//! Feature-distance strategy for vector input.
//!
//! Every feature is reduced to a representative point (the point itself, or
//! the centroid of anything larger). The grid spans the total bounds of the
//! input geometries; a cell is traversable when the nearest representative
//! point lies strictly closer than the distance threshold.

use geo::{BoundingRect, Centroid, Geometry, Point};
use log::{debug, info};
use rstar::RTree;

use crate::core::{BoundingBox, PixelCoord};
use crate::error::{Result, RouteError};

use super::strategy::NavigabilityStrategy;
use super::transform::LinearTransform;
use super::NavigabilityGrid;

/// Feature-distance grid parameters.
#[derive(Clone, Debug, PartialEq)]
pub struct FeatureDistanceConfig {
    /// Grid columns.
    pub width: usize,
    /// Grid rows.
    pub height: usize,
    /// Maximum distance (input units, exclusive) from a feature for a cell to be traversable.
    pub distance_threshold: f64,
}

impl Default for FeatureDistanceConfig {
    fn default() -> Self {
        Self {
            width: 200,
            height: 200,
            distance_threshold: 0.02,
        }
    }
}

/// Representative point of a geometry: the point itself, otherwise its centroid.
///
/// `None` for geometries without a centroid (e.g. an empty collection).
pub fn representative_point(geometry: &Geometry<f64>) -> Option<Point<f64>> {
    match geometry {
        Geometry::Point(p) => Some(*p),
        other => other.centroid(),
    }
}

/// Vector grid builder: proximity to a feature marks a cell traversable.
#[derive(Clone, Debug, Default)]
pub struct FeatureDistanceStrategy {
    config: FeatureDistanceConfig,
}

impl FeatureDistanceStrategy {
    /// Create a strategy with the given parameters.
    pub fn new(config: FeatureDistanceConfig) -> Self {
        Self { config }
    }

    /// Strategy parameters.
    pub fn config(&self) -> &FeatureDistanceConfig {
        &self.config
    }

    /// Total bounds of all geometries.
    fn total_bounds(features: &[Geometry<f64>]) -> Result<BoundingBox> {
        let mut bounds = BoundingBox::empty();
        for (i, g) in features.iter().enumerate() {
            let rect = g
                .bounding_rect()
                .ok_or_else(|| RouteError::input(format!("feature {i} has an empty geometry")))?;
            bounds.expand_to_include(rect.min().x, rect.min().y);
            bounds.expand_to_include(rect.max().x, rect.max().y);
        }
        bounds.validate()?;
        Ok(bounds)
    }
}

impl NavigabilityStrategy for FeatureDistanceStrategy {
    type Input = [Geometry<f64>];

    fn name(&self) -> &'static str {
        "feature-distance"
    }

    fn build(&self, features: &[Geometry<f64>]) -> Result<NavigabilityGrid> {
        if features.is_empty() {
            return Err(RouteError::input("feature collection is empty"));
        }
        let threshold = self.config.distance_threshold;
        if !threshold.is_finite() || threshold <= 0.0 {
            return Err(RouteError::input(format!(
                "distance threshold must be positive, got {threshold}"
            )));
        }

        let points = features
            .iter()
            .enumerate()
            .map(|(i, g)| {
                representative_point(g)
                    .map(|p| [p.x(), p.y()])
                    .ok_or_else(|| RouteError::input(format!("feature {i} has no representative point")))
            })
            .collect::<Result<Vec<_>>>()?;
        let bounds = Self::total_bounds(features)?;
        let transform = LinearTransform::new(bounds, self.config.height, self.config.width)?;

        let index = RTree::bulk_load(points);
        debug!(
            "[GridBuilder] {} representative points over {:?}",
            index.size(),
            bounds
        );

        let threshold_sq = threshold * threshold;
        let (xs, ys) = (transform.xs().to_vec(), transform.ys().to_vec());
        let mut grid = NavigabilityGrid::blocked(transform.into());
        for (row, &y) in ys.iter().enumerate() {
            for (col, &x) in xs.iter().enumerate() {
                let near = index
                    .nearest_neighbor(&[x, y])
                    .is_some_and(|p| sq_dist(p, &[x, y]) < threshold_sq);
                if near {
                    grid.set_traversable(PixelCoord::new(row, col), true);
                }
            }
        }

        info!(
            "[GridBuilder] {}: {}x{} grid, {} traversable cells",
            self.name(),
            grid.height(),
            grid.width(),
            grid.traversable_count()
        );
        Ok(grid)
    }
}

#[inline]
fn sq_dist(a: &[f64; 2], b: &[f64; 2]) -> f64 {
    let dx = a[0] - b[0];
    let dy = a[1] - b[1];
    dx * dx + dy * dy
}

**WHAT TO PRODUCE:**
Repeat exactly, please, each line from the beginning of the data through the line with "to be traversable." in it, and only those lines.

**SOLVED PROBLEM:**
//! Feature-distance strategy for vector input.
//!
//! Every feature is reduced to a representative point (the point itself, or
//! the centroid of anything larger). The grid spans the total bounds of the
//! input geometries; a cell is traversable when the nearest representative
//! point lies strictly closer than the distance threshold.

use geo::{BoundingRect, Centroid, Geometry, Point};
use log::{debug, info};
use rstar::RTree;

use crate::core::{BoundingBox, PixelCoord};
use crate::error::{Result, RouteError};

use super::strategy::NavigabilityStrategy;
use super::transform::LinearTransform;
use super::NavigabilityGrid;

/// Feature-distance grid parameters.
#[derive(Clone, Debug, PartialEq)]
pub struct FeatureDistanceConfig {
    /// Grid columns.
    pub width: usize,
    /// Grid rows.
    pub height: usize,
    /// Maximum distance (input units, exclusive) from a feature for a cell to be traversable.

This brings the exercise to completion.